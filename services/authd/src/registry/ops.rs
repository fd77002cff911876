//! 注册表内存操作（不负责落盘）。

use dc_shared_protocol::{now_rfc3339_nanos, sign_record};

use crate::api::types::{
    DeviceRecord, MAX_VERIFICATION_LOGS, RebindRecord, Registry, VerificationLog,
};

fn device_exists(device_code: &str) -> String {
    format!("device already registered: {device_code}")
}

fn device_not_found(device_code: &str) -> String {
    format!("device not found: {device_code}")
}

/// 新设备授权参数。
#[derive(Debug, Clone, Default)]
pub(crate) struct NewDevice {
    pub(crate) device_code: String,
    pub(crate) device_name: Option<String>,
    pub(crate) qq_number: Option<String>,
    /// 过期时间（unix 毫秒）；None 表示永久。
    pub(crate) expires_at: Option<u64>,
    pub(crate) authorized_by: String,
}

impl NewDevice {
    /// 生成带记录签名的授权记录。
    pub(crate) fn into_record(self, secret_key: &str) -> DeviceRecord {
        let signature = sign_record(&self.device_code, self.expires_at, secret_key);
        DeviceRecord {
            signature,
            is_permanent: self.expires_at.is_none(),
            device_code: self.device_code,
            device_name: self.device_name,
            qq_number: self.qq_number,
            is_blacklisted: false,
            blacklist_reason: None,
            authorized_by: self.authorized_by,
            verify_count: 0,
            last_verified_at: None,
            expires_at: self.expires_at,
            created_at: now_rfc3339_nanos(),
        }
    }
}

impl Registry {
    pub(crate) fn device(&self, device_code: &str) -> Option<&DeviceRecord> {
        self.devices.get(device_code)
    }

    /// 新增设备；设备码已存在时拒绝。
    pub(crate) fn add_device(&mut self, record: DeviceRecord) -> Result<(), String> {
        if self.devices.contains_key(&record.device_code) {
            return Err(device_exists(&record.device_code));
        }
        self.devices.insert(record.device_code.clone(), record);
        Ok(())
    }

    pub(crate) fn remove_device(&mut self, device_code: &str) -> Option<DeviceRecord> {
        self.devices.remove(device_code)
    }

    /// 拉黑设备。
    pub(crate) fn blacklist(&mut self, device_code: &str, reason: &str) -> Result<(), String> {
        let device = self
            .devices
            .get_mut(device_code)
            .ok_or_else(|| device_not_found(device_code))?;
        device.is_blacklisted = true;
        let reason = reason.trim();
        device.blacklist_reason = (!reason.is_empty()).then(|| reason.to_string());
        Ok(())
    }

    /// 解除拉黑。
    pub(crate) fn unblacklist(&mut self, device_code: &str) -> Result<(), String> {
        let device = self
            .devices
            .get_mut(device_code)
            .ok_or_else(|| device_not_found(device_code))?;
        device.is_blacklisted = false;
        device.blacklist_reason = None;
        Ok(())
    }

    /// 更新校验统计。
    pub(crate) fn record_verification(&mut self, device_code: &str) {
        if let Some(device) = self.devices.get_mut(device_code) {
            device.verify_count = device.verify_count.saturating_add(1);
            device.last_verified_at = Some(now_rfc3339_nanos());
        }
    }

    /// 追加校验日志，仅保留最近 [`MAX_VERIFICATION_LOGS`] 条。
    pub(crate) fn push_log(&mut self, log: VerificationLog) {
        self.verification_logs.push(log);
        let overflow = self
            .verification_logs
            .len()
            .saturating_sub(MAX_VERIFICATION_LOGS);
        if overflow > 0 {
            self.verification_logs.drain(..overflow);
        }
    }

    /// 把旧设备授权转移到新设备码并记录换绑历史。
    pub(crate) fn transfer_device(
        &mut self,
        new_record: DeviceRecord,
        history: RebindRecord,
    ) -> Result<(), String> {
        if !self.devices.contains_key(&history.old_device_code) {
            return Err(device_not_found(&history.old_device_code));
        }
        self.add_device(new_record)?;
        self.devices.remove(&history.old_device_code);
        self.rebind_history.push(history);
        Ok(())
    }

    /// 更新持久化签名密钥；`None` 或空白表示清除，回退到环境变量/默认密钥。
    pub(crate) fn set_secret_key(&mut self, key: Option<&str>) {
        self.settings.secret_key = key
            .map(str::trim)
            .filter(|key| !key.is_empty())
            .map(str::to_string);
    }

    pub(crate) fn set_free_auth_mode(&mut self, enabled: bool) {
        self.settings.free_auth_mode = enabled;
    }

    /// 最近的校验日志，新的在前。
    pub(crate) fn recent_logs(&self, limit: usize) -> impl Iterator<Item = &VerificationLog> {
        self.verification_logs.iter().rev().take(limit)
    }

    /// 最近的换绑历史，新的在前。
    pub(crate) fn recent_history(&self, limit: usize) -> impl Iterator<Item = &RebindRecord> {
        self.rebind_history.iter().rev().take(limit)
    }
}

────────

Once you find the string "RebindRecord" in a line of the records, copy that line.

REPLY TO THE TASK:
    DeviceRecord, MAX_VERIFICATION_LOGS, RebindRecord, Registry, VerificationLog,
        history: RebindRecord,
    pub(crate) fn recent_history(&self, limit: usize) -> impl Iterator<Item = &RebindRecord> {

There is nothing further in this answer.